To do: The answer must restate the records below word for word.

'''

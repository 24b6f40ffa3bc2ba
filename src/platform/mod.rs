// SPDX-License-Identifier: MIT
// SPDX-FileCopyrightText: 2025-2026 natyamatsya contributors

// Only the POSIX poll-array backend exists today. Re-export it under the
// uniform names the rest of the crate uses.

#[cfg(unix)]
pub mod posix;

#[cfg(unix)]
pub use posix::PeerIdentity;
#[cfg(unix)]
pub(crate) use posix::PlatformWaitSet;

#[cfg(not(unix))]
compile_error!("localipc currently supports POSIX platforms only");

'''

Completed task:
repository 24b6f40ffa3bc2ba
filename src/platform/mod.rs
// SPDX-License-Identifier: MIT
// SPDX-FileCopyrightText: 2025-2026 natyamatsya contributors

// Only the POSIX poll-array backend exists today. Re-export it under the
// uniform names the rest of the crate uses.

#[cfg(unix)]
pub mod posix;

#[cfg(unix)]
pub use posix::PeerIdentity;
#[cfg(unix)]
pub(crate) use posix::PlatformWaitSet;

#[cfg(not(unix))]
compile_error!("localipc currently supports POSIX platforms only");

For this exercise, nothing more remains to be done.